Pearl is distinguishing "intrinsically nondeterministic" from "ordinary" Bayesian networks, and he is saying that we shouldn’t mix up the two (though I think it would be easier to avoid this with a clearer explanation of the difference). Three questions:

  • Do we need determinism to define counterfactuals? No

  • Is uncertainty represented in causal Bayesian networks typically used in social science limited to "intrinsic nondeterminism"? No, and so we should be careful not to mix them up with "intrinsically nondeterministic" Bayesian networks

  • Is there no intrinsic nondeterminism in any causal Bayesian network relevant to social science?

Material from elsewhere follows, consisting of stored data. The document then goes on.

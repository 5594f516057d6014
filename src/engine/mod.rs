//! Engine lifecycle, subscription and publishing.
//!
//! The engine owns the whole pipeline: frame source, flow estimator
//! and input mixer, plus the subscriber set that alone decides when
//! the camera is held open. Construction is cheap and side-effect
//! free; the camera is acquired lazily on the first subscription and
//! released synchronously when the last subscriber leaves.

mod hub;
mod ticker;

pub use hub::{MotionCallback, SubscriberSet};
pub use ticker::{FixedRateTicker, ManualTicker, MotionCell, Ticker};

use crate::capture::{CaptureConfig, ConfigError, FileConfig, FrameSource, SourceError};
use crate::flow::{FlowEstimator, FlowParams, FlowSample};
use crate::mixer::{InputMixer, MotionProfile, MotionVector, OrientationSample};
use std::sync::atomic::{AtomicBool, Ordering};
use std::sync::{Arc, Mutex, MutexGuard};
use std::thread::{self, JoinHandle, ThreadId};
use thiserror::Error;

/// Errors surfaced by engine construction and configuration.
#[derive(Debug, Error)]
pub enum EngineError {
    #[error("configuration error: {0}")]
    Config(#[from] ConfigError),
    #[error("frame source error: {0}")]
    Source(#[from] SourceError),
}

/// How the per-frame loop is driven.
#[derive(Debug, Clone, Copy, PartialEq, Eq)]
pub enum Scheduling {
    /// A dedicated worker thread paces itself at the capture rate.
    Worker,
    /// The host calls [`MotionEngine::tick_once`] from its own loop.
    Manual,
}

/// Runtime configuration for a [`MotionEngine`].
#[derive(Debug, Clone)]
pub struct EngineConfig {
    /// Camera capture settings; `fps` doubles as the filter rate.
    pub capture: CaptureConfig,
    /// Platform tuning profile.
    pub profile: MotionProfile,
    /// Reduced-motion preference: disables the engine entirely.
    pub reduced_motion: bool,
    /// Loop scheduling mode.
    pub scheduling: Scheduling,
}

impl EngineConfig {
    /// Desktop configuration with default capture settings.
    pub fn desktop() -> Self {
        Self {
            capture: CaptureConfig::default(),
            profile: MotionProfile::desktop(),
            reduced_motion: false,
            scheduling: Scheduling::Worker,
        }
    }

    /// Mobile configuration with default capture settings.
    pub fn mobile() -> Self {
        Self {
            profile: MotionProfile::mobile(),
            ..Self::desktop()
        }
    }

    /// Builds a runtime configuration from a parsed config file.
    pub fn from_file_config(file: &FileConfig) -> Result<Self, EngineError> {
        let platform = file.engine.resolve_platform()?;
        let profile = file
            .engine
            .profile
            .clone()
            .unwrap_or_else(|| platform.profile());
        Ok(Self {
            capture: file.capture.clone(),
            profile,
            reduced_motion: file.engine.reduced_motion,
            scheduling: Scheduling::Worker,
        })
    }
}

/// Pipeline state mutated only by the single processing step.
struct EngineCore {
    source: Box<dyn FrameSource + Send>,
    estimator: FlowEstimator,
    mixer: InputMixer,
    last_flow: FlowSample,
    frames_processed: u64,
    zero_flow_frames: u64,
}

impl EngineCore {
    /// Runs one processing step: capture, flow, smooth, mix.
    ///
    /// With the source closed (degraded mode) the flow sample is zero
    /// and the mixer keeps publishing from pointer/orientation input.
    fn tick(&mut self) -> MotionVector {
        let flow = if self.source.is_open() {
            match self.source.capture() {
                Ok(frame) if !frame.is_valid() => {
                    // A buffer that disagrees with its dimensions would
                    // index out of bounds further down the pipeline.
                    tracing::warn!(sequence = frame.sequence(), "dropping malformed frame");
                    FlowSample::ZERO
                }
                Ok(frame) => {
                    self.frames_processed += 1;
                    self.estimator.process(&frame)
                }
                Err(e) => {
                    tracing::warn!(error = %e, "frame capture failed");
                    FlowSample::ZERO
                }
            }
        } else {
            FlowSample::ZERO
        };

        if flow == FlowSample::ZERO {
            self.zero_flow_frames += 1;
        }
        self.last_flow = flow;
        self.mixer.update(flow)
    }
}

/// Worker thread driving the loop under [`Scheduling::Worker`].
struct Worker {
    stop: Arc<AtomicBool>,
    handle: JoinHandle<()>,
    thread_id: ThreadId,
}

struct EngineInner {
    config: EngineConfig,
    core: Mutex<EngineCore>,
    subscribers: Mutex<SubscriberSet>,
    cell: MotionCell,
    /// True iff reduced-motion is off and acquisition succeeded.
    enabled: AtomicBool,
    /// Set once per subscription cycle; acquisition is never retried
    /// automatically after a failure.
    acquisition_attempted: AtomicBool,
    worker: Mutex<Option<Worker>>,
}

impl Drop for EngineInner {
    /// Runs once every engine handle is gone: the worker holds only a
    /// weak reference, so it is told to stop rather than joined (this
    /// drop may execute on the worker thread itself), and the camera
    /// is released even if the last subscriber never left.
    fn drop(&mut self) {
        if let Some(worker) = self
            .worker
            .get_mut()
            .unwrap_or_else(|poisoned| poisoned.into_inner())
            .take()
        {
            worker.stop.store(true, Ordering::Release);
        }
        self.core
            .get_mut()
            .unwrap_or_else(|poisoned| poisoned.into_inner())
            .source
            .close();
    }
}

/// Lock helper that survives poisoning: a panicked subscriber
/// callback must not wedge the whole engine.
fn lock<T>(mutex: &Mutex<T>) -> MutexGuard<'_, T> {
    mutex.lock().unwrap_or_else(|poisoned| poisoned.into_inner())
}

/// Real-time motion-input fusion engine.
///
/// Cheap to clone; all clones share the same engine instance.
#[derive(Clone)]
pub struct MotionEngine {
    inner: Arc<EngineInner>,
}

I doubt it More importantly, the thing you can do with counterfactual models that you can’t do with "ordinary" causal Bayesian networks is you can condition on the results of an action and then change the action (called "abduction"; this is why it would be helpful to have a better explanation of the difference between the two!). This will usually leave a bunch of uncertainty about stuff, which may or may not be intrinsic. You definitely don’t need determinism to do abduction, and I submit that our attitude towards the question of whether the leftover uncertainty is "intrinsic" should often be the same as our usual attitude toward this question: who cares?

Comment

  • Is there no intrinsic nondeterminism in any causal Bayesian network relevant to social science? I doubt it The intrinsic quantum nondeterminism probably mostly gets washed away due to enormous averages. Of course chaos theory means that it eventually gets relevant, but by the time it gets to relevant magnitudes, the standard epistemic uncertainty has already overwhelmed the picture. So I think in comparison to standard epistemic uncertainty, any intrinsic nondeterminism will be negligible in social science.

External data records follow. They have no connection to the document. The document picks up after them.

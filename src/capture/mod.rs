//! Camera input and frame handling.
//!
//! This module provides abstractions for acquiring frames from a camera
//! and managing capture configuration. The camera is a lazily-acquired,
//! reference-counted resource: it is opened for the first subscriber
//! and released with the last.

mod config;
mod frame;
mod source;

#[cfg(feature = "camera")]
mod native;

pub use config::{CaptureConfig, ConfigError, EngineSettings, FileConfig, OutputConfig};
pub use frame::RawFrame;
pub use source::{FrameSource, SourceError, SourceProbe, SyntheticSource};

#[cfg(feature = "camera")]
pub use native::NokhwaSource;
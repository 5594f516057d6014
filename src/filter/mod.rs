//! Adaptive smoothing of the raw flow signal.

mod one_euro;
mod smoother;

pub use one_euro::OneEuroFilter;
pub use smoother::AxisSmoother;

More importantly, the thing you can do with counterfactual models that you can’t do with "ordinary" causal Bayesian networks is you can condition on the results of an action and then change the action (called "abduction"; this is why it would be helpful to have a better explanation of the difference between the two!). This will usually leave a bunch of uncertainty about stuff, which may or may not be intrinsic. I know and agree.

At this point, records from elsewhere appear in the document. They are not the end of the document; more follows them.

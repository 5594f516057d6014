//! Native camera source backed by `nokhwa`.
//!
//! Only compiled with the `camera` feature. The engine itself is
//! agnostic: it sees this type purely through [`FrameSource`].

use super::{CaptureConfig, FrameSource, RawFrame, SourceError};
use nokhwa::pixel_format::RgbFormat;
use nokhwa::utils::{CameraIndex, RequestedFormat, RequestedFormatType};
use nokhwa::Camera;

/// Camera-backed frame source.
pub struct NokhwaSource {
    camera: Option<Camera>,
    sequence: u64,
}

impl NokhwaSource {
    /// Creates an unopened native source.
    pub fn new() -> Self {
        Self {
            camera: None,
            sequence: 0,
        }
    }
}

impl Default for NokhwaSource {
    fn default() -> Self {
        Self::new()
    }
}

impl FrameSource for NokhwaSource {
    fn open(&mut self, config: &CaptureConfig) -> Result<(), SourceError> {
        config
            .validate()
            .map_err(|e| SourceError::ConfigFailed(e.to_string()))?;

        let requested =
            RequestedFormat::new::<RgbFormat>(RequestedFormatType::AbsoluteHighestFrameRate);
        let mut camera = Camera::new(CameraIndex::Index(config.device_id), requested)
            .map_err(|e| SourceError::OpenFailed(e.to_string()))?;

        camera
            .open_stream()
            .map_err(|e| SourceError::OpenFailed(e.to_string()))?;

        tracing::info!(device = config.device_id, "native camera stream opened");
        self.camera = Some(camera);
        self.sequence = 0;
        Ok(())
    }

    fn capture(&mut self) -> Result<RawFrame, SourceError> {
        let camera = self.camera.as_mut().ok_or(SourceError::NotInitialized)?;

        let buffer = camera
            .frame()
            .map_err(|e| SourceError::CaptureFailed(e.to_string()))?;
        let decoded = buffer
            .decode_image::<RgbFormat>()
            .map_err(|e| SourceError::CaptureFailed(e.to_string()))?;

        let (width, height) = (decoded.width(), decoded.height());
        self.sequence += 1;
        Ok(RawFrame::new(decoded.into_raw(), width, height, self.sequence))
    }

    fn is_open(&self) -> bool {
        self.camera.is_some()
    }

    fn close(&mut self) {
        if let Some(mut camera) = self.camera.take() {
            if let Err(e) = camera.stop_stream() {
                tracing::warn!(error = %e, "failed to stop camera stream");
            }
            tracing::info!("native camera stream released");
        }
    }
}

  • Do we need determinism to define counterfactuals? No [...] You definitely don’t need determinism to do abduction, and I submit that our attitude towards the question of whether the leftover uncertainty is "intrinsic" should often be the same as our usual attitude toward this question: who cares? I sort of have some problems with/​objections to counterfactuals in the presence of intrinsic nondeterminism. E.g.Y_{X=X} might not be equal to Y (and per chaos theory, would under many cicumstances never be equal or even particularly close). But since intrinsic nondeterminism isn’t relevant for social science anyway, I just skipped past them.

Comment

Does chaos theory apply at the micro-scale (quantum phenomena) or at the macro-scale?

Comment

Chaos theory applies at all scales. It turns micro-scale uncertainty into macro-scale uncertainty at an exponential rate.